Ad esempio io devo ancora decidere dove partorire, se qui o al nord, ma nella mia città non ci sarebbero quelli della LLL, quindi a chi potrei rivolgermi nel caso avessi bisogno?
Forse sono domande banali, ma davvero mi sembra di non sapere na mazza e voglio informarmi :red: :sdent:
Intanto leggi, qui e libri adatti (come il manuale della Leche League e un Dono per tutta la vita di Gonzales).

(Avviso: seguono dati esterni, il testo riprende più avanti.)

struct ControllerInner {
    config: Arc<ProxyConfig>,
    transport: Arc<dyn OutboundTransport>,
    resolver: Arc<dyn TargetResolver>,
    upstream: Arc<dyn UpstreamSink>,
    aggregator: Arc<ErrorAggregator>,
    request_timeout: Duration,
    sequential_timeout: Duration,
    txn: Mutex<Option<Arc<ProxyTransaction>>>,
    plan: Mutex<SearchPlan>,
    cmd_tx: mpsc::Sender<ControllerCommand>,
    weak: Weak<ControllerInner>,
}

/// Orchestrates the fork for one inbound request.
#[derive(Clone)]
pub struct ProxyController {
    inner: Arc<ControllerInner>,
}

impl ProxyController {
    /// Creates a controller with the supplied per-request snapshot and
    /// collaborators. Timeouts come precomputed from the factory.
    #[allow(clippy::too_many_arguments)]
    pub fn new(
        config: Arc<ProxyConfig>,
        transport: Arc<dyn OutboundTransport>,
        resolver: Arc<dyn TargetResolver>,
        upstream: Arc<dyn UpstreamSink>,
        aggregator: Arc<ErrorAggregator>,
        request_timeout: Duration,
        sequential_timeout: Duration,
    ) -> Self {
        let (cmd_tx, mut cmd_rx) = mpsc::channel(64);

        let inner = Arc::new_cyclic(|weak| ControllerInner {
            config,
            transport,
            resolver,
            upstream,
            aggregator,
            request_timeout,
            sequential_timeout,
            txn: Mutex::new(None),
            plan: Mutex::new(SearchPlan::new()),
            cmd_tx,
            weak: weak.clone(),
        });

        let driver = Arc::downgrade(&inner);
        tokio::spawn(async move {
            while let Some(cmd) = cmd_rx.recv().await {
                let Some(inner) = driver.upgrade() else { break };
                match cmd {
                    ControllerCommand::BranchTimedOut(id) => {
                        inner.on_branch_event(&id, BranchEvent::TimedOut).await;
                    }
                    ControllerCommand::SequentialTimeout(id) => {
                        inner.on_sequential_timeout(&id).await;
                    }
                }
            }
        });

        Self { inner }
    }

    /// Returns the per-request configuration snapshot.
    pub fn config(&self) -> &ProxyConfig {
        &self.inner.config
    }

    /// Returns the error aggregator for this request.
    pub fn aggregator(&self) -> &Arc<ErrorAggregator> {
        &self.inner.aggregator
    }

    /// Returns the transaction handle, if state has been created.
    pub fn transaction(&self) -> Option<Arc<ProxyTransaction>> {
        self.inner.transaction()
    }

    /// Registers the inbound request. Idempotent: a second call returns the
    /// existing handle.
    ///
    /// Stateful mode creates the transaction eagerly (and answers an INVITE
    /// with 100 Trying right away); failover-stateful defers creation to the
    /// first `proxy_to`; stateless creates nothing until promoted.
    pub async fn on_new_request(&self, request: &Request) -> Option<Arc<ProxyTransaction>> {
        if let Some(existing) = self.inner.transaction() {
            return Some(existing);
        }
        if request.method().is_hop_by_hop() {
            return None;
        }
        match self.inner.config.state_mode {
            StateMode::Stateless | StateMode::FailoverStateful => None,
            StateMode::Stateful => {
                let (txn, created) = self.inner.create_transaction(request.clone());
                if created && request.method().is_invite() {
                    self.inner
                        .forward_upstream(ResponseBuilder::trying(request))
                        .await;
                }
                Some(txn)
            }
        }
    }

    /// Forks the request to the given candidates per the configured search
    /// mode. `time_to_try` overrides the per-branch deadline for this call.
    ///
    /// Synchronous transport failures never surface to the caller: they are
    /// classified, aggregated, and fed back in as branch events.
    pub async fn proxy_to(
        &self,
        targets: Vec<Target>,
        request: Request,
        time_to_try: Option<Duration>,
    ) {
        let Some(txn) = self.inner.ensure_transaction(&request) else {
            self.inner.forward_stateless(targets, request).await;
            return;
        };
        txn.set_request(request);

        {
            let mut plan = self.inner.plan.lock();
            plan.time_to_try = time_to_try;
            match self.inner.config.search_mode {
                SearchMode::Parallel => {
                    self.inner.start_group(&txn, targets, 0, &plan);
                }
                SearchMode::Sequential => {
                    let mut ordered = targets;
                    sort_by_preference(&mut ordered);
                    let mut groups: VecDeque<Vec<Target>> =
                        ordered.into_iter().map(|t| vec![t]).collect();
                    if let Some(first) = groups.pop_front() {
                        self.inner.start_group(&txn, first, 0, &plan);
                    }
                    plan.queue = groups;
                }
                SearchMode::HighestPriority => {
                    let mut tiers: VecDeque<Vec<Target>> = q_tiers(targets).into();
                    if let Some(top) = tiers.pop_front() {
                        self.inner.start_group(&txn, top, 0, &plan);
                    }
                    plan.queue = tiers;
                }
            }
        }

        self.inner.maybe_finish(&txn).await;
    }

    /// Delivers one branch event. Safe to call from any task, concurrently.
    pub async fn on_branch_event(&self, id: &BranchId, event: BranchEvent) {
        self.inner.on_branch_event(id, event).await;
    }

    /// Cascades an inbound CANCEL: every non-terminal branch is cancelled
    /// and the inbound leg is answered 487 (unless already responded).
    pub async fn on_cancel(&self) {
        let Some(txn) = self.inner.transaction() else {
            debug!("CANCEL with no transaction state; nothing to do");
            return;
        };
        let cancels = txn.cancel_pending();
        self.inner.dispatch_cancels(cancels);
        self.inner.plan.lock().stop();
        if let Some(response) = txn.finish_cancelled() {
            self.inner.forward_upstream(response).await;
        }
        txn.terminate();
        engine_metrics().on_transaction_completed("cancelled");
    }

    /// Routes an ACK: after a winning 2xx it follows the winning branch;
    /// for non-2xx outcomes the inbound transaction layer absorbs it.
    pub async fn on_ack(&self, ack: Request) {
        let Some(txn) = self.inner.transaction() else {
            debug!("ACK with no transaction state absorbed");
            return;
        };
        match txn.ack_target() {
            Some(target) => match self.inner.prepare_forward(&ack, &target) {
                Ok((branch_id, prepared)) => {
                    debug!(branch = %branch_id, "forwarding ACK to winning branch");
                    self.inner.spawn_send(branch_id, target, prepared);
                }
                Err(_) => warn!("ACK dropped: Max-Forwards exhausted"),
            },
            None => debug!("ACK for non-2xx final absorbed"),
        }
    }

    /// Promotes a stateless transaction to stateful so a final response can
    /// still be sent, stripping this proxy's own top Via if present.
    ///
    /// Returns whether the transaction is stateful afterwards.
    pub fn overwrite_stateless_mode(&self, request: &Request) -> bool {
        if self.inner.transaction().is_some() {
            return true;
        }

        let mut request = request.clone();
        if let Some(via) = top_via(&request).cloned() {
            if let Some((host, port, transport)) = parse_sent_by(&via) {
                if self.inner.config.recognize(&host, port, transport) {
                    debug!("stripping own Via before stateful promotion");
                    request.headers.remove_first("Via");
                }
            }
        }
        if request.headers.get("Via").is_none() {
            warn!("cannot promote to stateful: no Via left to respond along");
            return false;
        }

        self.inner.create_transaction(request);
        true
    }
}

All'ospedale dipende, informarti PRIMA di scegliere dove andare quali sono le loro intenzioni (quindi se c'è rooming in 24 ore al giorno, cosa fanno appena dopo il parto con il bambino, se controllano il peso con doppie pesate o che altro) e cerca di scegliere il "meno peggio".
Se puoi, vai agli incontri LLL prima di avere il bambino, in modo da vedere dal vivo bambini che ciucciano e parlare con una consulente.
Organizzati in modo da avere uno o due numeri di persone fidate (consulenti LLL o IBCLC, o anche qualcuna di noi al massimo) a cui poter telefonare nei momenti di dubbio.
E soprattutto, abbi fiducia in tuo figlio e nel vostro istinto.
DolceAvventura wrote:Grazie Marika! Mi rincuori!
Ma i medici non le sanno ste cose?? Perchè si comportano così, attenendosi a tabelle rigide e prefissate, senza sapere che i ritmi sono piuttosto variabili? Perchè sono così contrari all'allattamento (non a parole magari, ma nei comportamenti)? :mumble:
Perché l'unico allattamento che studiano nel loro percorso universitario è quello artificiale e patologico e i corsi di aggiornamento (gratis, con viaggi premio, ecc.) che segue la maggior parte di loro sono organizzati dalle case industriali dell'alimentazione per l'infanzia (e pensi che spieghino come funziona l'allattamento al seno?). Se vuoi seguire corsi seri, come quelli dell'OMS, della Leche League, ecc., in genere devi informarti in prima persona e anche pagare.
In più c'è il fatto che "si è sempre fatto così" e in più molti medici non accettano di attenersi a cose che non possono monitorare e controllare (come le quantità di un seno, per dire, od orari "sballati").